The final design of the newly-opened garage included several features designed to address community concerns, including a rain garden for runoff, a layered pattern of darker brick to blend more with surrounding buildings and panels detailing the street’s history.

However, Tim Mortimer, president of the Riverside Park Place Condominium Association, said nearby residents remain dissatisfied with the final product.

“None of the genuine concerns were addressed,” he said. “They essentially put lipstick on a pig.”

He cited unresolved issues of increases in traffic and noise as well as potential danger to children from busier streets, adding that the environmental impact from the pressure of 700 additional vehicles in the area also remains a broader, fundamental split of interest between the city and the University.

“The last thing the city needs is to have more single-occupant vehicles commuting back and forth near the center of the city and back out again,” Mortimer said. “What’s needed is the University to be genuinely committed (to environmental stewardship.)”
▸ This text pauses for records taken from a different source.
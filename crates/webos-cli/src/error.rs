use std::io;

use thiserror::Error;

#[derive(Debug, Error)]
pub enum CliError {
    #[error(transparent)]
    Core(#[from] webos_core::Error),
    #[error(transparent)]
    Api(#[from] webos_core::ApiError),
    #[error(transparent)]
    Io(#[from] io::Error),
    #[error(transparent)]
    Serialization(#[from] serde_json::Error),
    #[error("Configuration error: {0}")]
    Config(String),
    #[error("Move failed: {0}")]
    MoveRejected(String),
    #[error("Nothing to change. Pass --upload-enabled and/or --conflict-strategy.")]
    NothingToChange,
}
use std::time::Duration;

use tokio::sync::watch;
use tokio::time::MissedTickBehavior;

use super::SyncEngine;
use crate::api::SyncApi;
use crate::clock::Clock;
use crate::models::Scope;

impl<A: SyncApi, C: Clock> SyncEngine<A, C> {
    /// Run `sync_now` every `interval` until `shutdown` turns `true` or its sender drops.
    ///
    /// The first cycle starts immediately. Failed cycles are logged and the
    /// loop keeps going. Returns the number of cycles that settled.
    pub async fn run_periodic(
        &self,
        scope: &Scope,
        interval: Duration,
        mut shutdown: watch::Receiver<bool>,
    ) -> usize {
        let mut ticker = tokio::time::interval(interval);
        ticker.set_missed_tick_behavior(MissedTickBehavior::Delay);
        let mut settled = 0;

        tracing::info!(
            "Starting periodic sync for scope {} every {:?}",
            scope,
            interval
        );
        loop {
            if *shutdown.borrow() {
                break;
            }

            tokio::select! {
                _ = ticker.tick() => {
                    match self.sync_now(scope).await {
                        Ok(report) => {
                            settled += 1;
                            if let Some(error) = report.push_error {
                                tracing::warn!("Periodic sync settled without push: {}", error);
                            }
                        }
                        Err(error) => tracing::warn!("Periodic sync failed: {}", error),
                    }
                }
                changed = shutdown.changed() => {
                    if changed.is_err() {
                        break;
                    }
                }
            }
        }

        tracing::info!("Stopped periodic sync for scope {} after {} cycles", scope, settled);
        settled
    }
}
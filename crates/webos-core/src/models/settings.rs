//! Sync settings model

use std::fmt;

use chrono::{DateTime, Utc};
use serde::{Deserialize, Serialize};

/// Policy name forwarded to the server on push.
///
/// Only `server_wins` has defined client behavior (the pulled dataset always
/// replaces the cache). Unrecognized names are carried through unchanged.
#[derive(Debug, Clone, PartialEq, Eq, Hash, Default, Serialize, Deserialize)]
#[serde(from = "String", into = "String")]
pub enum ConflictStrategy {
    #[default]
    ServerWins,
    ClientWins,
    Other(String),
}

impl ConflictStrategy {
    pub fn as_str(&self) -> &str {
        match self {
            Self::ServerWins => "server_wins",
            Self::ClientWins => "client_wins",
            Self::Other(name) => name,
        }
    }
}

impl From<String> for ConflictStrategy {
    fn from(value: String) -> Self {
        match value.trim() {
            "server_wins" => Self::ServerWins,
            "client_wins" => Self::ClientWins,
            other => Self::Other(other.to_string()),
        }
    }
}

impl From<&str> for ConflictStrategy {
    fn from(value: &str) -> Self {
        Self::from(value.to_string())
    }
}

impl From<ConflictStrategy> for String {
    fn from(value: ConflictStrategy) -> Self {
        match value {
            ConflictStrategy::Other(name) => name,
            known => known.as_str().to_string(),
        }
    }
}

impl fmt::Display for ConflictStrategy {
    fn fmt(&self, f: &mut fmt::Formatter<'_>) -> fmt::Result {
        f.write_str(self.as_str())
    }
}

/// Per-scope sync configuration
#[derive(Debug, Clone, PartialEq, Eq, Default, Serialize, Deserialize)]
#[serde(rename_all = "camelCase")]
pub struct SyncSettings {
    /// Whether pending local edits are pushed before pulling
    #[serde(default)]
    pub upload_enabled: bool,
    /// Conflict policy sent with each push
    #[serde(default)]
    pub conflict_strategy: ConflictStrategy,
    /// Time of the last successful pull
    #[serde(default)]
    pub last_sync_at: Option<DateTime<Utc>>,
}

impl SyncSettings {
    /// Move `last_sync_at` forward to `at`.
    ///
    /// Never moves it backwards; use [`SyncSettings::reset_last_sync`] for that.
    /// Returns whether the timestamp changed.
    pub fn advance_last_sync(&mut self, at: DateTime<Utc>) -> bool {
        match self.last_sync_at {
            Some(current) if current == at => false,
            Some(current) if current > at => {
                tracing::debug!(
                    "Ignoring sync timestamp {} older than current {}",
                    at.to_rfc3339(),
                    current.to_rfc3339()
                );
                false
            }
            _ => {
                self.last_sync_at = Some(at);
                true
            }
        }
    }

    pub fn reset_last_sync(&mut self) {
        self.last_sync_at = None;
    }
}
This isn’t the only University project in recent years to run into issues due to a location on the edges of campus. When North Quadrangle was proposed in 2006, original designs were rejected by the regents because of concerns about walkability and fit. Several features, including the courtyard, were added to help blend the building more with its surroundings.

Kosteva said the primary consideration when deciding to build on outer parts of campus is whether the project fulfills the University’s core purposes.

“We are attempting to provide the residents and the taxpayers of the state of Michigan, and our student and our healthcare customers, with quality facilities to provide research and teaching and healthcare environments that satisfy and enhance our mission,” he said.

He added that while he hoped residents would agree that community input was incorporated in the garage, he recognized that they were advocating for other uses for the space.

“You would understandably get two different opinions about the extent of accommodation and how much of the commentary and comments are reflected in it,” he said. “I think, as I outlined, this was a case where the University did listen, and we did hear the expressions of concern and the expression of interest regarding the architectural treatment and the facility’s impact on the neighborhood.”

In the end, Councilmember Sabra Briere (D– Ward 1), whose ward includes the project, said legally there’s not much recourse available to residents. The University isn’t currently obligated to compromise with the city on this, or on other construction projects.

However, she added that while she recognized the University’s desire to meet its needs, she hopes in the future they’ll do it in a way that’s more conciliatory with the city.

“I don’t fault the University for having its own agenda,” she said. “I just wish that they’d recognize that other people and groups have rights as well.”